Base Population Model

GEMS is a discrete-time static individual-based model with a superimposed network structure. As such, all actions (contacts, infections, deaths, etc...) are being calculated for each timestep (e.g., a day) before incrementing to the next timestep.

Individuals and Settings

The only two entities in GEMS are Individuals and Settings. Individuals are people that have personal characteristics, such as age, sex, and many more. Look up the documentation of the Individual object to get a full list of parameters.

Settings are the (physical or social) contexts in which contacts can occur. A setting does always have a type (e.g., Household or SchoolClass) and can be geolocated. Individuals can belong to an arbitrary number of settings but only one of each type. Settings can hold an arbitrary number of individuals.

Layered Architecture

GEMS' base model architecture was designed with parallelization in mind. The model is segmented in disjunctive layers by setting type. We assume that each individual is only assigned to one setting of a particular setting type (no individual is assigned to two households, for example). This setup allows us to calculate all contacts and infections that happen during one timestep (e.g., one day) for all settings of a given type concurrently. The image below illustrates how individuals of the base population (green dots on the bottom layer) can be assigned to settings on each of the layers. A layer contains all settings of a given type (e.g., households). The edges between individuals on any of the upper layers indicates that these individuals each belong to the same setting of the respective type.
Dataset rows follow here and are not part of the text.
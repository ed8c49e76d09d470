//! In-memory edge store.

use std::collections::{BTreeMap, BTreeSet};

use crate::index::IntervalIndex;
use crate::types::{Attributes, Interval, NodeId, NodePair, TimeBounds, TimePoint};

use super::EdgeSource;

/// In-memory edge store.
///
/// Uses BTreeMap/BTreeSet for deterministic iteration order. Every mutation
/// updates the interval index before returning.
#[derive(Debug, Clone)]
pub struct InMemoryEdgeStore<N, T> {
    /// Node attributes by ID.
    nodes: BTreeMap<N, Attributes>,
    /// Node -> nodes it shares at least one stored interval with.
    neighbors: BTreeMap<N, BTreeSet<N>>,
    /// Edge attributes by pair and interval.
    edges: BTreeMap<NodePair<N>, BTreeMap<Interval<T>, Attributes>>,
    index: IntervalIndex<NodePair<N>, T>,
}

impl<N: NodeId, T: TimePoint> Default for InMemoryEdgeStore<N, T> {
    fn default() -> Self {
        Self::with_scan_limit(crate::index::DEFAULT_BUCKET_SCAN_LIMIT)
    }
}

impl<N: NodeId, T: TimePoint> InMemoryEdgeStore<N, T> {
    /// Create a new empty store.
    pub fn new() -> Self {
        Self::default()
    }

    /// Create a store whose pair buckets switch to trees above `limit` intervals.
    pub fn with_scan_limit(limit: usize) -> Self {
        Self {
            nodes: BTreeMap::new(),
            neighbors: BTreeMap::new(),
            edges: BTreeMap::new(),
            index: IntervalIndex::with_scan_limit(limit),
        }
    }

    /// Add a node, merging `attrs` into any existing attributes.
    ///
    /// Returns true if the node was new.
    pub fn add_node(&mut self, node: N, attrs: Attributes) -> bool {
        match self.nodes.get_mut(&node) {
            Some(existing) => {
                existing.extend(attrs);
                false
            }
            None => {
                self.nodes.insert(node, attrs);
                true
            }
        }
    }

    /// Attributes of `node`.
    pub fn node_attrs(&self, node: &N) -> Option<&Attributes> {
        self.nodes.get(node)
    }

    /// Mutable attributes of `node`.
    pub fn node_attrs_mut(&mut self, node: &N) -> Option<&mut Attributes> {
        self.nodes.get_mut(node)
    }

    /// All nodes in order.
    pub fn nodes(&self) -> impl Iterator<Item = &N> {
        self.nodes.keys()
    }

    /// Store an edge, creating missing endpoints.
    ///
    /// Returns false, leaving the stored attributes untouched, if
    /// `(pair, interval)` is already present.
    pub fn add_edge(&mut self, pair: NodePair<N>, interval: Interval<T>, attrs: Attributes) -> bool {
        if !self.index.insert(pair.clone(), interval) {
            return false;
        }
        let (low, high) = (pair.low().clone(), pair.high().clone());
        self.nodes.entry(low.clone()).or_default();
        self.nodes.entry(high.clone()).or_default();
        self.neighbors.entry(low.clone()).or_default().insert(high.clone());
        self.neighbors.entry(high).or_default().insert(low);
        self.edges.entry(pair).or_default().insert(interval, attrs);
        true
    }

    /// Whether `(pair, interval)` is stored.
    pub fn contains_edge(&self, pair: &NodePair<N>, interval: &Interval<T>) -> bool {
        self.index.contains(pair, interval)
    }

    /// Mutable attributes of a stored edge.
    pub fn edge_attrs_mut(&mut self, pair: &NodePair<N>, interval: &Interval<T>) -> Option<&mut Attributes> {
        self.edges.get_mut(pair)?.get_mut(interval)
    }

    /// Remove the edge with exactly this interval.
    pub fn remove_exact(&mut self, pair: &NodePair<N>, interval: &Interval<T>) -> Option<Attributes> {
        if !self.index.remove(pair, interval) {
            return None;
        }
        let by_interval = self.edges.get_mut(pair)?;
        let attrs = by_interval.remove(interval);
        if by_interval.is_empty() {
            self.edges.remove(pair);
            self.unlink(pair);
        }
        attrs
    }

    /// Remove the earliest `(begin, end)` edge of `pair` overlapping `bounds`.
    pub fn remove_first_overlapping(
        &mut self,
        pair: &NodePair<N>,
        bounds: &TimeBounds<T>,
    ) -> Option<(Interval<T>, Attributes)> {
        let interval = self.index.first_overlapping(pair, bounds)?;
        let attrs = self.remove_exact(pair, &interval)?;
        Some((interval, attrs))
    }

    /// Remove every edge of `pair` overlapping `bounds`. Returns the count removed.
    pub fn remove_all_overlapping(&mut self, pair: &NodePair<N>, bounds: &TimeBounds<T>) -> usize {
        let mut removed = 0;
        for (pair, interval) in self.index.query_overlap(Some(pair), bounds) {
            if self.remove_exact(&pair, &interval).is_some() {
                removed += 1;
            }
        }
        removed
    }

    /// Remove every edge incident to `node` overlapping `bounds`.
    ///
    /// The node itself is removed when the bounds are unbounded, or when it
    /// has no edges left. Returns the number of edges removed.
    pub fn remove_node(&mut self, node: &N, bounds: &TimeBounds<T>) -> usize {
        if !self.nodes.contains_key(node) {
            return 0;
        }
        let mut removed = 0;
        for pair in self.incident_pairs(node) {
            removed += self.remove_all_overlapping(&pair, bounds);
        }
        if bounds.is_unbounded() || !self.neighbors.contains_key(node) {
            self.nodes.remove(node);
        }
        removed
    }

    /// Drop adjacency for a pair that no longer has any interval.
    fn unlink(&mut self, pair: &NodePair<N>) {
        for (from, to) in [(pair.low(), pair.high()), (pair.high(), pair.low())] {
            let now_empty = match self.neighbors.get_mut(from) {
                Some(set) => {
                    set.remove(to);
                    set.is_empty()
                }
                None => false,
            };
            if now_empty {
                self.neighbors.remove(from);
            }
        }
    }

    /// Get number of nodes.
    pub fn num_nodes(&self) -> usize {
        self.nodes.len()
    }

    /// Get number of edges.
    pub fn num_edges(&self) -> usize {
        self.index.len()
    }

    /// Intervals of `pair`, sorted.
    pub fn intervals_of(&self, pair: &NodePair<N>) -> Vec<Interval<T>> {
        self.index.intervals_of(pair)
    }

    /// Every stored edge key in `(pair, interval)` order.
    pub fn edge_keys(&self) -> impl Iterator<Item = (&NodePair<N>, &Interval<T>)> {
        self.edges
            .iter()
            .flat_map(|(pair, by_interval)| by_interval.keys().map(move |interval| (pair, interval)))
    }
}

impl<N: NodeId, T: TimePoint> EdgeSource<N, T> for InMemoryEdgeStore<N, T> {
    fn node_count(&self) -> usize {
        self.nodes.len()
    }

    fn contains_node(&self, node: &N) -> bool {
        self.nodes.contains_key(node)
    }

    fn node_ids(&self) -> Vec<N> {
        self.nodes.keys().cloned().collect()
    }

    fn incident_pairs(&self, node: &N) -> Vec<NodePair<N>> {
        self.neighbors
            .get(node)
            .map(|others| {
                others
                    .iter()
                    .map(|other| NodePair::new(node.clone(), other.clone()))
                    .collect()
            })
            .unwrap_or_default()
    }

    fn interval_index(&self) -> &IntervalIndex<NodePair<N>, T> {
        &self.index
    }

    fn edge_attrs(&self, pair: &NodePair<N>, interval: &Interval<T>) -> Option<&Attributes> {
        self.edges.get(pair)?.get(interval)
    }
}

#[cfg(test)]
mod tests {
    use super::*;
    use serde_json::json;

    fn iv(begin: i64, end: i64) -> Interval<i64> {
        Interval::new(begin, end).unwrap()
    }

    fn pair(u: u32, v: u32) -> NodePair<u32> {
        NodePair::new(u, v)
    }

    fn scenario() -> InMemoryEdgeStore<u32, i64> {
        let mut store = InMemoryEdgeStore::new();
        store.add_edge(pair(1, 2), iv(1, 4), Attributes::new());
        store.add_edge(pair(1, 2), iv(2, 6), Attributes::new());
        store.add_edge(pair(1, 3), iv(6, 9), Attributes::new());
        store.add_edge(pair(2, 3), iv(2, 5), Attributes::new());
        store
    }

    #[test]
    fn test_implicit_nodes() {
        let store = scenario();
        assert_eq!(store.num_nodes(), 3);
        assert_eq!(store.num_edges(), 4);
        assert_eq!(store.incident_pairs(&1), vec![pair(1, 2), pair(1, 3)]);
    }

    #[test]
    fn test_duplicate_keeps_first_attrs() {
        let mut store = scenario();
        let mut attrs = Attributes::new();
        attrs.insert("weight".into(), json!(3));
        assert!(!store.add_edge(pair(2, 1), iv(1, 4), attrs));
        assert_eq!(store.edge_attrs(&pair(1, 2), &iv(1, 4)), Some(&Attributes::new()));
    }

    #[test]
    fn test_first_overlapping_is_earliest() {
        let mut store = scenario();
        let removed = store.remove_first_overlapping(&pair(1, 2), &TimeBounds::during(3, 4));
        assert_eq!(removed.map(|(interval, _)| interval), Some(iv(1, 4)));
        assert_eq!(store.intervals_of(&pair(1, 2)), vec![iv(2, 6)]);
    }

    #[test]
    fn test_adjacency_follows_last_interval() {
        let mut store = scenario();
        assert!(store.remove_exact(&pair(1, 3), &iv(6, 9)).is_some());
        assert_eq!(store.incident_pairs(&3), vec![pair(2, 3)]);
        assert!(store.contains_node(&3));
        assert!(store.remove_exact(&pair(1, 3), &iv(6, 9)).is_none());
    }

    #[test]
    fn test_remove_node_bounded_keeps_node_with_edges() {
        let mut store = scenario();
        assert_eq!(store.remove_node(&2, &TimeBounds::new(Some(5), None)), 1);
        assert!(store.contains_node(&2));
        assert_eq!(store.remove_node(&2, &TimeBounds::unbounded()), 2);
        assert!(!store.contains_node(&2));
        assert_eq!(store.num_edges(), 1);
    }

    #[test]
    fn test_remove_node_drops_isolated_leftover() {
        let mut store = scenario();
        assert_eq!(store.remove_node(&3, &TimeBounds::during(0, 10)), 2);
        assert!(!store.contains_node(&3));
    }

    #[test]
    fn test_add_node_merges_attrs() {
        let mut store: InMemoryEdgeStore<u32, i64> = InMemoryEdgeStore::new();
        let mut first = Attributes::new();
        first.insert("a".into(), json!(1));
        let mut second = Attributes::new();
        second.insert("b".into(), json!(2));
        assert!(store.add_node(7, first));
        assert!(!store.add_node(7, second));
        assert_eq!(store.node_attrs(&7).map(|attrs| attrs.len()), Some(2));
    }

    #[test]
    fn test_self_loop_adjacency() {
        let mut store: InMemoryEdgeStore<u32, i64> = InMemoryEdgeStore::new();
        store.add_edge(pair(4, 4), iv(0, 1), Attributes::new());
        assert_eq!(store.incident_pairs(&4), vec![pair(4, 4)]);
        store.remove_exact(&pair(4, 4), &iv(0, 1));
        assert!(store.incident_pairs(&4).is_empty());
    }
}
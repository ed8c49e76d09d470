//! Canonical serialization for deterministic hashing.
//!
//! ## Determinism Guarantees
//!
//! - Stable field order: Struct fields serialize in declaration order
//! - Stable Vec order: Vectors serialize in index order
//! - No HashMap allowed: Use BTreeMap for maps in hashed data
//! - Floats are quantized by callers before hashing (see `policy`)

use serde::Serialize;
use xxhash_rust::xxh64::xxh64;

/// Serialize a value to canonical JSON bytes for hashing.
pub fn to_canonical_bytes<T: Serialize>(value: &T) -> Result<Vec<u8>, serde_json::Error> {
    serde_json::to_vec(value)
}

/// Compute canonical hash of a serializable value.
pub fn canonical_hash<T: Serialize>(value: &T) -> Result<u64, serde_json::Error> {
    let bytes = to_canonical_bytes(value)?;
    Ok(xxh64(&bytes, 0))
}

/// Compute canonical hash and return as hex string.
pub fn canonical_hash_hex<T: Serialize>(value: &T) -> Result<String, serde_json::Error> {
    Ok(format!("{:016x}", canonical_hash(value)?))
}
//! Compound-slice planner policy.

use serde::{Deserialize, Serialize};

use crate::canonical::canonical_hash_hex;
use crate::index::DEFAULT_BUCKET_SCAN_LIMIT;
use crate::types::SliceOrder;
use crate::DEFAULT_PLANNER_VERSION;

/// Planner configuration.
///
/// ## Parameters
///
/// - `default_order`: ordering for compound slices when no selector is
///   attached, the selector is disabled, or the selector falls back
/// - `bucket_scan_limit`: per-pair bucket size above which the pair gets its
///   own interval tree
/// - `use_selector`: consult an attached selector for compound slices
#[derive(Debug, Clone, PartialEq, Eq, Serialize, Deserialize)]
pub struct PlannerConfig {
    /// Policy version identifier.
    pub version: String,
    /// Ordering used whenever no prediction is available.
    pub default_order: SliceOrder,
    /// Maximum intervals per pair scanned linearly.
    pub bucket_scan_limit: usize,
    /// Whether an attached selector is consulted.
    pub use_selector: bool,
}

impl PlannerConfig {
    /// Create a config with custom parameters. `bucket_scan_limit` is at least 1.
    pub fn new(default_order: SliceOrder, bucket_scan_limit: usize, use_selector: bool) -> Self {
        Self {
            version: DEFAULT_PLANNER_VERSION.to_string(),
            default_order,
            bucket_scan_limit: bucket_scan_limit.max(1),
            use_selector,
        }
    }

    /// Always run compound slices with `order`, ignoring any selector.
    pub fn fixed(order: SliceOrder) -> Self {
        Self::new(order, DEFAULT_BUCKET_SCAN_LIMIT, false)
    }

    /// Get the policy ID.
    pub fn policy_id(&self) -> &str {
        &self.version
    }

    /// Hash of the configuration.
    pub fn params_hash(&self) -> Result<String, serde_json::Error> {
        canonical_hash_hex(self)
    }
}

impl Default for PlannerConfig {
    fn default() -> Self {
        Self::new(SliceOrder::NodeFirst, DEFAULT_BUCKET_SCAN_LIMIT, true)
    }
}
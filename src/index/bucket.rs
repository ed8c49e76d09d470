//! Per-pair interval buckets.
//!
//! Most node pairs carry a handful of intervals, so a bucket starts as a
//! sorted `Vec` scanned linearly. Once it grows past the scan limit it is
//! promoted to its own [`IntervalTree`]; it is demoted again when it shrinks
//! below half the limit. Linear scans are therefore bounded by the limit.

use crate::types::{Interval, TimeBounds, TimePoint};

use super::tree::IntervalTree;

#[derive(Debug, Clone)]
pub(crate) enum PairBucket<T> {
    Scan(Vec<Interval<T>>),
    Tree(IntervalTree<T, ()>),
}

impl<T> Default for PairBucket<T> {
    fn default() -> Self {
        Self::Scan(Vec::new())
    }
}

impl<T: TimePoint> PairBucket<T> {
    pub(crate) fn len(&self) -> usize {
        match self {
            Self::Scan(intervals) => intervals.len(),
            Self::Tree(tree) => tree.len(),
        }
    }

    pub(crate) fn is_empty(&self) -> bool {
        self.len() == 0
    }

    #[cfg(test)]
    pub(crate) fn is_tree(&self) -> bool {
        matches!(self, Self::Tree(_))
    }

    pub(crate) fn contains(&self, interval: &Interval<T>) -> bool {
        match self {
            Self::Scan(intervals) => intervals.binary_search(interval).is_ok(),
            Self::Tree(tree) => tree.get(interval).is_some(),
        }
    }

    /// Returns false if the interval was already present.
    pub(crate) fn insert(&mut self, interval: Interval<T>, scan_limit: usize) -> bool {
        match self {
            Self::Scan(intervals) => {
                let Err(position) = intervals.binary_search(&interval) else {
                    return false;
                };
                intervals.insert(position, interval);
                if intervals.len() > scan_limit {
                    let mut tree = IntervalTree::new();
                    for interval in intervals.drain(..) {
                        tree.insert(interval, ());
                    }
                    tracing::debug!(intervals = tree.len(), "promoted pair bucket to interval tree");
                    *self = Self::Tree(tree);
                }
                true
            }
            Self::Tree(tree) => tree.insert(interval, ()).is_none(),
        }
    }

    /// Returns false if the interval was not present.
    pub(crate) fn remove(&mut self, interval: &Interval<T>, scan_limit: usize) -> bool {
        match self {
            Self::Scan(intervals) => match intervals.binary_search(interval) {
                Ok(position) => {
                    intervals.remove(position);
                    true
                }
                Err(_) => false,
            },
            Self::Tree(tree) => {
                if tree.remove(interval).is_none() {
                    return false;
                }
                if tree.len() < scan_limit / 2 {
                    let intervals: Vec<_> = tree.iter().map(|(interval, _)| *interval).collect();
                    *self = Self::Scan(intervals);
                }
                true
            }
        }
    }

    /// Intervals overlapping `bounds`, sorted.
    pub(crate) fn overlapping(&self, bounds: &TimeBounds<T>) -> Vec<Interval<T>> {
        match self {
            Self::Scan(intervals) => intervals
                .iter()
                .take_while(|interval| bounds.end.map_or(true, |end| interval.begin() < end))
                .filter(|interval| bounds.admits(interval))
                .copied()
                .collect(),
            Self::Tree(tree) => tree
                .overlapping(bounds)
                .into_iter()
                .map(|(interval, _)| *interval)
                .collect(),
        }
    }

    /// The earliest interval overlapping `bounds`.
    pub(crate) fn first_overlapping(&self, bounds: &TimeBounds<T>) -> Option<Interval<T>> {
        match self {
            Self::Scan(intervals) => intervals
                .iter()
                .take_while(|interval| bounds.end.map_or(true, |end| interval.begin() < end))
                .find(|interval| bounds.admits(interval))
                .copied(),
            Self::Tree(tree) => {
                let mut first = None;
                tree.for_each_overlapping(bounds, |interval, _| {
                    if first.is_none() {
                        first = Some(*interval);
                    }
                });
                first
            }
        }
    }

    /// All intervals, sorted.
    pub(crate) fn intervals(&self) -> Vec<Interval<T>> {
        match self {
            Self::Scan(intervals) => intervals.clone(),
            Self::Tree(tree) => tree.iter().map(|(interval, _)| *interval).collect(),
        }
    }
}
Moreover, we only simulate infections in so-called Active Settings. These are settings that contain infectious individuals and can therefore produce infections during the current timestep. Settings without infectious individuals (in-active settings) are not being simulated as they do not contribute to the overall infection dynamics. Active Settings in the image above are visualized with a white glow around the individuals. Red circles are infectious individuals.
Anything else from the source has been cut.